— WHAT THE TASK REQUIRES —
Keep only the lines that hold the string "stopped", filtering out the rest of the entries below.

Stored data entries
>>>

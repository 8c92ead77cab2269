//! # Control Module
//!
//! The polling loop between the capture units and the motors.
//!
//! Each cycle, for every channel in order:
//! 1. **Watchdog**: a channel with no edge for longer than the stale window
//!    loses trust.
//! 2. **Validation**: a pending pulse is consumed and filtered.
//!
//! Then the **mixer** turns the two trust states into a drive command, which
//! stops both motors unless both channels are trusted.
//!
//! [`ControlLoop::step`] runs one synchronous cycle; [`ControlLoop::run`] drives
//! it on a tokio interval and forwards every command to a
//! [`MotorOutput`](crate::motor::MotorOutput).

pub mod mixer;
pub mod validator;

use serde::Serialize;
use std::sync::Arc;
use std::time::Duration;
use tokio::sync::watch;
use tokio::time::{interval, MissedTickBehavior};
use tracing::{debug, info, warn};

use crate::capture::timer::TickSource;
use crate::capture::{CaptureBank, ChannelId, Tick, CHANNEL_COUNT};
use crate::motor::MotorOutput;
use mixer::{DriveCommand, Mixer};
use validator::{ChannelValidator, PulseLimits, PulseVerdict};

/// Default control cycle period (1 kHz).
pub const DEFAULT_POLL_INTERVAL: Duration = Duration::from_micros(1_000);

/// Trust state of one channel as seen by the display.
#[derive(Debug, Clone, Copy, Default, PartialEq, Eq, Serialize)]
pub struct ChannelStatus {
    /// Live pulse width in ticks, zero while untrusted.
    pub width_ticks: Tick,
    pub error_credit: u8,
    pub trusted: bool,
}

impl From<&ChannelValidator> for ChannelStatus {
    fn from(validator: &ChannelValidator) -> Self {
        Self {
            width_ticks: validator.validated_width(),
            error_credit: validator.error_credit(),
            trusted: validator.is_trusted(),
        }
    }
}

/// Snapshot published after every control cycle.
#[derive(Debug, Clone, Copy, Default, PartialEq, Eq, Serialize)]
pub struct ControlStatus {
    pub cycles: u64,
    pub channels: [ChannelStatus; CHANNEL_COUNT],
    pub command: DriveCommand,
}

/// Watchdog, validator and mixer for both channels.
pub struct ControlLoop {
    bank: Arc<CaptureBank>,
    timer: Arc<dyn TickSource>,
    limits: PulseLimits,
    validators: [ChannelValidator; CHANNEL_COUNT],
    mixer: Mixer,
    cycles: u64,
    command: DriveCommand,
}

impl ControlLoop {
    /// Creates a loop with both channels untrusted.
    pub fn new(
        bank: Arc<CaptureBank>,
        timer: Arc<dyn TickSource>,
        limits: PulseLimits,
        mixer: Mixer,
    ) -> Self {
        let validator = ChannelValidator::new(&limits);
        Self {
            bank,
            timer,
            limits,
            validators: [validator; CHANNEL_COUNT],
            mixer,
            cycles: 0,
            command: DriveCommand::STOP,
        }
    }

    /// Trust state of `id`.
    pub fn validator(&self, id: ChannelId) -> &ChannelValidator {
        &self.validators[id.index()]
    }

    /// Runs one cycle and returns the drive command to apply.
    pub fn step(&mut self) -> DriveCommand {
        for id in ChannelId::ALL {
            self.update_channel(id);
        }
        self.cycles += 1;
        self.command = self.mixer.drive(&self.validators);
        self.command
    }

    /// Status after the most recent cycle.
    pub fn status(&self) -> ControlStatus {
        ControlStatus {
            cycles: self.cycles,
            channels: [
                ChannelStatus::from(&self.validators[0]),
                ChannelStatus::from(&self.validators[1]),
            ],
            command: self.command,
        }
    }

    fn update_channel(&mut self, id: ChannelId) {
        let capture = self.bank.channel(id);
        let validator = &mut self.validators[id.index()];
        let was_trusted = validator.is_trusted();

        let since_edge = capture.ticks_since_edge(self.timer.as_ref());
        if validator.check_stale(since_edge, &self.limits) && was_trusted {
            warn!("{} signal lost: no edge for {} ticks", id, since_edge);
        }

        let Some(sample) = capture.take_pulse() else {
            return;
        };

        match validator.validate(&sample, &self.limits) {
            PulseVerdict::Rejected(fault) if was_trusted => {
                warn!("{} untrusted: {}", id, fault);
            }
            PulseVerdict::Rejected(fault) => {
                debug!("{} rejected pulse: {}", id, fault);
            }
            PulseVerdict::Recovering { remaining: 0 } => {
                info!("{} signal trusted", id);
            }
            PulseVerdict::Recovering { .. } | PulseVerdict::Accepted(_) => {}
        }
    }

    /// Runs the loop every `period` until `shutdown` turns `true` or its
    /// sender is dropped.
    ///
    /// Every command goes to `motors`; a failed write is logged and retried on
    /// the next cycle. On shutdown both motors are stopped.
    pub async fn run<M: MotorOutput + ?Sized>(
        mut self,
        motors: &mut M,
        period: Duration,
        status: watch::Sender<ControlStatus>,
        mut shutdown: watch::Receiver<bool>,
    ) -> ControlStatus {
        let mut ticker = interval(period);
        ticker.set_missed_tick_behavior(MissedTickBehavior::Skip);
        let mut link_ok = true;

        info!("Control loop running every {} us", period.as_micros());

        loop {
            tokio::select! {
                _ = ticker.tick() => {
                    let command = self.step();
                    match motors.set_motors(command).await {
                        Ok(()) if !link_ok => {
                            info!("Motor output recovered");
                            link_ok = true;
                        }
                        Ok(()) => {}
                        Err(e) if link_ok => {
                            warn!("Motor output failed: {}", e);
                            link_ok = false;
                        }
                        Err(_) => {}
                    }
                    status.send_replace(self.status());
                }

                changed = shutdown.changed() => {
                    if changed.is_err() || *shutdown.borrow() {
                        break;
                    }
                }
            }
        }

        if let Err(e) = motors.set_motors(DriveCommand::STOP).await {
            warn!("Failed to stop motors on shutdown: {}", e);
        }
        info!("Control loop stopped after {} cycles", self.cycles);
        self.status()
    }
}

<<<

— SOLUTION FOR THIS PROBLEM —
    /// the next cycle. On shutdown both motors are stopped.
        info!("Control loop stopped after {} cycles", self.cycles);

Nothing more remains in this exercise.